• **WHAT IS NEEDED**
Go through the entries below and say how many lines contain the string "tagger"; write only that number.

Data extracted from a collection:
◆ ◆ ◆ ◆ ◆ ◆ ◆

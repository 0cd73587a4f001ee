//! Bet protection: monthly bet spend and the streak since the last bet.

use chrono::NaiveDate;
use serde::{Deserialize, Serialize};
use xpvision_core::Transaction;

use crate::saboteur::month_start;

#[derive(Debug, Clone, Default, PartialEq, Serialize, Deserialize)]
pub struct BetProtection {
    /// User opted into bet alerts
    pub enabled: bool,
    pub total_bet_month: f64,
    #[serde(default, skip_serializing_if = "Option::is_none")]
    pub last_bet_at: Option<NaiveDate>,
}

impl BetProtection {
    /// Summarize bet expenses from tagged transactions
    pub fn from_transactions(txns: &[Transaction], today: NaiveDate, enabled: bool) -> Self {
        let start = month_start(today);
        let bets = || txns.iter().filter(|t| t.is_bet && t.is_expense());

        Self {
            enabled,
            total_bet_month: bets().filter(|t| t.date >= start).map(Transaction::abs_amount).sum(),
            last_bet_at: bets().map(|t| t.date).max(),
        }
    }

    /// Whole days since the last bet, `None` if there never was one
    pub fn days_since_last_bet(&self, today: NaiveDate) -> Option<i64> {
        self.last_bet_at.map(|d| (today - d).num_days().max(0))
    }

    pub fn savings_message(&self) -> String {
        if self.total_bet_month == 0.0 {
            "Nenhuma aposta detectada este mês! 🎉".to_string()
        } else {
            format!("Você gastou R$ {:.2} em apostas este mês.", self.total_bet_month)
        }
    }

    /// Whether a bet alert should be raised for a new transaction
    pub fn should_alert(&self, txn: &Transaction) -> bool {
        self.enabled && txn.is_bet && txn.is_expense()
    }
}

#[cfg(test)]
mod tests {
    use super::*;

    fn bet(y: i32, m: u32, d: u32, amount: f64) -> Transaction {
        let mut t = Transaction::new("b", NaiveDate::from_ymd_opt(y, m, d).unwrap(), amount, "Aposta", "Bet365");
        t.is_bet = true;
        t
    }

    #[test]
    fn test_month_total_and_last_bet() {
        let today = NaiveDate::from_ymd_opt(2026, 3, 20).unwrap();
        let txns = vec![bet(2026, 2, 28, -100.0), bet(2026, 3, 5, -50.0), bet(2026, 3, 12, -25.5)];
        let p = BetProtection::from_transactions(&txns, today, true);

        assert_eq!(p.total_bet_month, 75.5);
        assert_eq!(p.last_bet_at, NaiveDate::from_ymd_opt(2026, 3, 12));
        assert_eq!(p.days_since_last_bet(today), Some(8));
        assert_eq!(p.savings_message(), "Você gastou R$ 75.50 em apostas este mês.");
    }

    #[test]
    fn test_no_bets() {
        let today = NaiveDate::from_ymd_opt(2026, 3, 20).unwrap();
        let p = BetProtection::from_transactions(&[], today, false);
        assert_eq!(p.total_bet_month, 0.0);
        assert_eq!(p.days_since_last_bet(today), None);
        assert_eq!(p.savings_message(), "Nenhuma aposta detectada este mês! 🎉");
    }

    #[test]
    fn test_alert_requires_opt_in() {
        let today = NaiveDate::from_ymd_opt(2026, 3, 20).unwrap();
        let b = bet(2026, 3, 20, -10.0);
        assert!(!BetProtection::from_transactions(&[], today, false).should_alert(&b));
        assert!(BetProtection::from_transactions(&[], today, true).should_alert(&b));
    }
}
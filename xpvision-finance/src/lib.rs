//! xpvision-finance: bet/category classifier, transaction tagging, Saboteur
//! Map, bet protection, spend simulator, challenges, badges and CSV import

pub mod badges;
pub mod bet_protection;
pub mod category_rules;
pub mod challenges;
pub mod ledger_csv;
pub mod saboteur;
pub mod simulator;
pub mod tagger;

pub use badges::{evaluate as evaluate_badges, has_badge, Badge, BadgeKind};
pub use bet_protection::BetProtection;
pub use category_rules::{classify, classify_with_emotion, detect_bet, Classification};
pub use challenges::{Challenge, ChallengeKind};
pub use ledger_csv::parse_ledger_csv;
pub use saboteur::{CategorySummary, SaboteurMap};
pub use simulator::{simulate, Recommendation, SimulationResult};
pub use tagger::{RawTransaction, TransactionTagger};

◆ ◆ ◆ ◆ ◆ ◆ ◆

• **SOLUTION TO THE EXERCISE**
2